In March 2017, Chinese authorities blocked Pinterest without explanation. The block was imposed during the annual National People's Congress, a politically sensitive period in the country. While Pinterest is not known for its political content, experts identified the ban as consistent with Chinese government efforts to use website blocks and the "Great Firewall" as an industrial policy tool to promote Chinese tech companies (e.g., Baidu, Youku, Weibo, and Renren) by censoring foreign tech companies.[94] Huaban, Duitang and many other websites bear similarities to Pinterest.[95]

Internet service providers in India had blocked Pinterest following a Madras High Court order in July 2016 to block a list of around 225 "rogue websites indulging in online piracy and infringement of copyright". The block was temporary.[96][97]

Content policies and user bans[]

In October 2012, Pinterest added a new feature allowing users to report others for negative and offensive activity or block other users if they do not want to view their content, a bid that the company said aimed to keep the site "positive and respectful."[98]

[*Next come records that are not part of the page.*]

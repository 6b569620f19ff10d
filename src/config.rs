//! Configuration
//!
//! `.env.local` / `.env`를 로드한 뒤 `HYPEWAVE_*` 환경 변수에서 설정을 읽습니다.
//! 값이 없으면 기본값을 쓰고, 형식이 잘못된 값은 [`ConfigError`]로 거부합니다.

use std::path::PathBuf;
use std::time::Duration;

use url::Url;

use crate::secrets::kdf::{DEFAULT_PBKDF2_ITERATIONS, MIN_PBKDF2_ITERATIONS};
use crate::validation::http::{OPENROUTER_BASE_URL, SCRAPEOWL_BASE_URL};
use crate::validation::FormatFallback;

pub const ENV_DB_PATH: &str = "HYPEWAVE_DB_PATH";
pub const ENV_KDF_ITERATIONS: &str = "HYPEWAVE_KDF_ITERATIONS";
pub const ENV_VALIDATION_TTL_HOURS: &str = "HYPEWAVE_VALIDATION_TTL_HOURS";
pub const ENV_OPENROUTER_BASE_URL: &str = "HYPEWAVE_OPENROUTER_BASE_URL";
pub const ENV_SCRAPEOWL_BASE_URL: &str = "HYPEWAVE_SCRAPEOWL_BASE_URL";
pub const ENV_VALIDATION_TIMEOUT_SECS: &str = "HYPEWAVE_VALIDATION_TIMEOUT_SECS";
pub const ENV_OFFLINE: &str = "HYPEWAVE_OFFLINE";
pub const ENV_FORMAT_FALLBACK: &str = "HYPEWAVE_FORMAT_FALLBACK";

/// 검증 기록 유효 기간 기본값 (24시간)
pub const DEFAULT_VALIDATION_TTL_HOURS: u32 = 24;
pub const DEFAULT_VALIDATION_TIMEOUT_SECS: u64 = 10;

/// 설정 오류
#[derive(Debug, thiserror::Error, PartialEq, Eq)]
pub enum ConfigError {
    #[error("{key}: invalid value '{value}' ({reason})")]
    InvalidValue {
        key: &'static str,
        value: String,
        reason: String,
    },
}

/// Credential 서브시스템 설정
#[derive(Debug, Clone, PartialEq, Eq)]
pub struct CredentialConfig {
    /// 영구 저장 영역 SQLite 파일 경로
    pub db_path: PathBuf,
    pub kdf_iterations: u32,
    pub validation_ttl: Duration,
    /// http(s) URL 문자열 ([`CredentialConfig::validate`]에서 검사)
    pub openrouter_base_url: String,
    pub scrapeowl_base_url: String,
    pub validation_timeout: Duration,
    pub offline: bool,
    pub format_fallback: FormatFallback,
}

impl Default for CredentialConfig {
    fn default() -> Self {
        Self {
            db_path: PathBuf::from("hypewave.db"),
            kdf_iterations: DEFAULT_PBKDF2_ITERATIONS,
            validation_ttl: Duration::from_secs(u64::from(DEFAULT_VALIDATION_TTL_HOURS) * 3600),
            openrouter_base_url: OPENROUTER_BASE_URL.to_string(),
            scrapeowl_base_url: SCRAPEOWL_BASE_URL.to_string(),
            validation_timeout: Duration::from_secs(DEFAULT_VALIDATION_TIMEOUT_SECS),
            offline: false,
            format_fallback: FormatFallback::Deny,
        }
    }
}

impl CredentialConfig {
    /// `.env` 파일 로드 후 프로세스 환경 변수에서 설정 구성
    pub fn load() -> Result<Self, ConfigError> {
        load_env_files();
        Self::from_lookup(|key| std::env::var(key).ok())
    }

    /// 주어진 lookup 함수로 설정 구성 (테스트에서 환경 변수를 건드리지 않기 위함)
    pub fn from_lookup<F>(lookup: F) -> Result<Self, ConfigError>
    where
        F: Fn(&str) -> Option<String>,
    {
        let get = |key: &str| {
            lookup(key)
                .map(|v| v.trim().to_string())
                .filter(|v| !v.is_empty())
        };
        let mut config = Self::default();

        if let Some(path) = get(ENV_DB_PATH) {
            config.db_path = PathBuf::from(path);
        }

        if let Some(raw) = get(ENV_KDF_ITERATIONS) {
            config.kdf_iterations = parse_number(ENV_KDF_ITERATIONS, &raw)?;
        }

        if let Some(raw) = get(ENV_VALIDATION_TTL_HOURS) {
            let hours: u32 = parse_number(ENV_VALIDATION_TTL_HOURS, &raw)?;
            if hours == 0 {
                return Err(invalid(ENV_VALIDATION_TTL_HOURS, &raw, "must be at least 1"));
            }
            config.validation_ttl = Duration::from_secs(u64::from(hours) * 3600);
        }

        if let Some(raw) = get(ENV_OPENROUTER_BASE_URL) {
            config.openrouter_base_url = parse_url(ENV_OPENROUTER_BASE_URL, &raw)?.to_string();
        }

        if let Some(raw) = get(ENV_SCRAPEOWL_BASE_URL) {
            config.scrapeowl_base_url = parse_url(ENV_SCRAPEOWL_BASE_URL, &raw)?.to_string();
        }

        if let Some(raw) = get(ENV_VALIDATION_TIMEOUT_SECS) {
            let secs: u64 = parse_number(ENV_VALIDATION_TIMEOUT_SECS, &raw)?;
            config.validation_timeout = Duration::from_secs(secs.max(1));
        }

        if let Some(raw) = get(ENV_OFFLINE) {
            config.offline = parse_bool(ENV_OFFLINE, &raw)?;
        }

        if let Some(raw) = get(ENV_FORMAT_FALLBACK) {
            config.format_fallback = if parse_bool(ENV_FORMAT_FALLBACK, &raw)? {
                FormatFallback::Allow
            } else {
                FormatFallback::Deny
            };
        }

        config.validate()?;
        Ok(config)
    }

    /// 직접 구성한 설정도 같은 규칙으로 검사
    pub fn validate(&self) -> Result<(), ConfigError> {
        if self.kdf_iterations < MIN_PBKDF2_ITERATIONS {
            return Err(invalid(
                ENV_KDF_ITERATIONS,
                &self.kdf_iterations.to_string(),
                format!("must be at least {}", MIN_PBKDF2_ITERATIONS),
            ));
        }
        if self.validation_ttl.is_zero() {
            return Err(invalid(ENV_VALIDATION_TTL_HOURS, "0", "must be at least 1"));
        }
        self.openrouter_url()?;
        self.scrapeowl_url()?;
        Ok(())
    }

    pub fn openrouter_url(&self) -> Result<Url, ConfigError> {
        parse_url(ENV_OPENROUTER_BASE_URL, &self.openrouter_base_url)
    }

    pub fn scrapeowl_url(&self) -> Result<Url, ConfigError> {
        parse_url(ENV_SCRAPEOWL_BASE_URL, &self.scrapeowl_base_url)
    }
}

fn invalid(key: &'static str, value: &str, reason: impl Into<String>) -> ConfigError {
    ConfigError::InvalidValue {
        key,
        value: value.to_string(),
        reason: reason.into(),
    }
}

fn parse_number<T>(key: &'static str, raw: &str) -> Result<T, ConfigError>
where
    T: std::str::FromStr,
    T::Err: std::fmt::Display,
{
    raw.parse::<T>().map_err(|e| invalid(key, raw, e.to_string()))
}

fn parse_url(key: &'static str, raw: &str) -> Result<Url, ConfigError> {
    let url = Url::parse(raw).map_err(|e| invalid(key, raw, e.to_string()))?;
    if !matches!(url.scheme(), "http" | "https") {
        return Err(invalid(key, raw, "scheme must be http or https"));
    }
    Ok(url)
}

fn parse_bool(key: &'static str, raw: &str) -> Result<bool, ConfigError> {
    match raw.to_ascii_lowercase().as_str() {
        "1" | "true" | "yes" | "on" => Ok(true),
        "0" | "false" | "no" | "off" => Ok(false),
        _ => Err(invalid(key, raw, "expected true/false")),
    }
}

fn find_upwards(start: PathBuf, filename: &str, max_hops: usize) -> Option<PathBuf> {
    let mut cur = start;
    for _ in 0..=max_hops {
        let candidate = cur.join(filename);
        if candidate.exists() {
            return Some(candidate);
        }
        if !cur.pop() {
            break;
        }
    }
    None
}

/// `.env.local` → `.env` 순서로 로드
///
/// CWD가 프로젝트 루트가 아닐 수 있으니 상위로 올라가며 탐색합니다.
/// 파일이 없거나 파싱에 실패해도 무시합니다 (이미 설정된 환경 변수는 덮어쓰지 않음).
fn load_env_files() {
    let Ok(cwd) = std::env::current_dir() else {
        return;
    };

    for filename in [".env.local", ".env"] {
        if let Some(path) = find_upwards(cwd.clone(), filename, 6) {
            match dotenvy::from_path(&path) {
                Ok(()) => tracing::debug!(target: "config", path = %path.display(), "env file loaded"),
                Err(e) => tracing::warn!(target: "config", path = %path.display(), error = %e, "env file ignored"),
            }
        }
    }
}
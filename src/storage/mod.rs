//! Storage Area 모듈
//!
//! 브라우저의 `sessionStorage` / `localStorage`에 해당하는 두 저장 영역을 추상화합니다.
//!
//! - 세션 영역: 프로세스 메모리 ([`SessionStorage`]), 세션 종료 시 사라짐
//! - 영구 영역: SQLite 파일 ([`crate::db::SqliteStorage`])
//!
//! 각 키는 소유 컴포넌트(Master-Key Provider, Credential Store)만 읽고 씁니다.

pub mod session;

pub use crate::db::SqliteStorage;
pub use session::SessionStorage;

/// Storage 오류
#[derive(Debug, thiserror::Error)]
pub enum StorageError {
    #[error("Database error: {0}")]
    Database(#[from] rusqlite::Error),

    #[error("IO error: {0}")]
    Io(#[from] std::io::Error),

    #[error("Storage unavailable: {0}")]
    Unavailable(String),
}

/// 문자열 키-값 저장 영역 (`getItem` / `setItem` / `removeItem`)
pub trait StorageArea: Send + Sync {
    fn get_item(&self, key: &str) -> Result<Option<String>, StorageError>;

    fn set_item(&self, key: &str, value: &str) -> Result<(), StorageError>;

    /// 없는 키를 지우는 것은 오류가 아님
    fn remove_item(&self, key: &str) -> Result<(), StorageError>;

    /// 저장된 모든 키 (순서 보장 없음)
    fn keys(&self) -> Result<Vec<String>, StorageError>;
}
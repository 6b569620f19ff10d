//! Hypewave - Credential 백엔드 라이브러리
//!
//! OpenRouter / ScrapeOwl API 키를 로컬에 암호화해 보관하고,
//! 원격 검증 결과를 일정 시간 캐시합니다.

pub mod commands;
pub mod config;
pub mod db;
pub mod error;
pub mod models;
pub mod secrets;
pub mod storage;
pub mod utils;
pub mod validation;

use std::sync::Arc;

use config::CredentialConfig;
use error::AppError;
use secrets::CredentialStore;
use storage::{SessionStorage, SqliteStorage, StorageArea};
use validation::{NetworkEnvironment, OfflineEnvironment, OnlineEnvironment};

/// 설정에 따라 저장 영역과 네트워크 환경을 구성해 CredentialStore 생성
///
/// 세션 저장 영역은 프로세스 메모리에만 존재하므로, 이 함수를 다시 호출하면
/// 새 세션이 시작되고 이전 세션에서 저장한 시크릿은 읽을 수 없습니다.
pub fn open_store(config: &CredentialConfig) -> Result<CredentialStore, AppError> {
    config.validate()?;

    let durable: Arc<dyn StorageArea> = Arc::new(SqliteStorage::open(&config.db_path)?);
    let session: Arc<dyn StorageArea> = Arc::new(SessionStorage::new());

    let environment: Arc<dyn NetworkEnvironment> = if config.offline {
        tracing::info!(target: "hypewave", fallback = ?config.format_fallback, "offline mode");
        Arc::new(OfflineEnvironment::new(config.format_fallback))
    } else {
        Arc::new(OnlineEnvironment::new(
            config.openrouter_url()?,
            config.scrapeowl_url()?,
            config.validation_timeout,
        )?)
    };

    tracing::info!(
        target: "hypewave",
        db_path = %config.db_path.display(),
        "credential store opened"
    );

    Ok(CredentialStore::new(session, durable, environment, config)?)
}
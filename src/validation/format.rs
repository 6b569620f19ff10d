//! 형식 기반 API 키 검사 (네트워크 없이)
//!
//! 키가 "그럴듯한 모양"인지만 확인하므로 실제 유효성을 보장하지 않습니다.
//! [`super::FormatFallback::Allow`]로 명시적으로 켠 경우에만 사용됩니다.

use futures::future::BoxFuture;

use super::{KeyValidator, ValidationError};
use crate::models::SecretKind;

const OPENROUTER_PREFIX: &str = "sk-or-v1-";
const OPENROUTER_MIN_BODY_LEN: usize = 20;
const SCRAPEOWL_MIN_LEN: usize = 16;

#[derive(Debug, Clone, Copy)]
pub struct FormatValidator {
    kind: SecretKind,
}

impl FormatValidator {
    pub fn new(kind: SecretKind) -> Self {
        Self { kind }
    }

    pub fn matches(&self, api_key: &str) -> bool {
        let api_key = api_key.trim();
        match self.kind {
            SecretKind::OpenRouter => api_key.strip_prefix(OPENROUTER_PREFIX).is_some_and(|body| {
                body.len() >= OPENROUTER_MIN_BODY_LEN
                    && body
                        .chars()
                        .all(|c| c.is_ascii_alphanumeric() || c == '-' || c == '_')
            }),
            SecretKind::ScrapeOwl => {
                api_key.len() >= SCRAPEOWL_MIN_LEN
                    && api_key.chars().all(|c| c.is_ascii_alphanumeric())
            }
        }
    }
}

impl KeyValidator for FormatValidator {
    fn validate<'a>(&'a self, api_key: &'a str) -> BoxFuture<'a, Result<bool, ValidationError>> {
        let matches = self.matches(api_key);
        Box::pin(async move { Ok(matches) })
    }
}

In December 2018, Pinterest began to take steps to block health misinformation from its recommendations engine, and blocked various searches, content, and user accounts that related to, or promoted, unproved and disproven cancer treatments.[99] The company said it also blocked multiple accounts that linked to external websites that sold supplements and other products that were not scientifically validated.[99] In January 2019, Pinterest stopped returning search results relating to vaccines, in order to step the tide of anti-vaccination content on the platform.[99] Prior to the measure, the company said that the majority of vaccination-related images shared on the platform were anti-vaccination, contradicting the scientific research establishing the safety of vaccines.[99]

In June 2019, anti-abortion group Live Action was banned from Pinterest; the company said the permanent suspension was imposed for spreading "harmful misinformation, [which] includes medical misinformation and conspiracies that turn individuals and facilities into targets for harassment or violence."[100]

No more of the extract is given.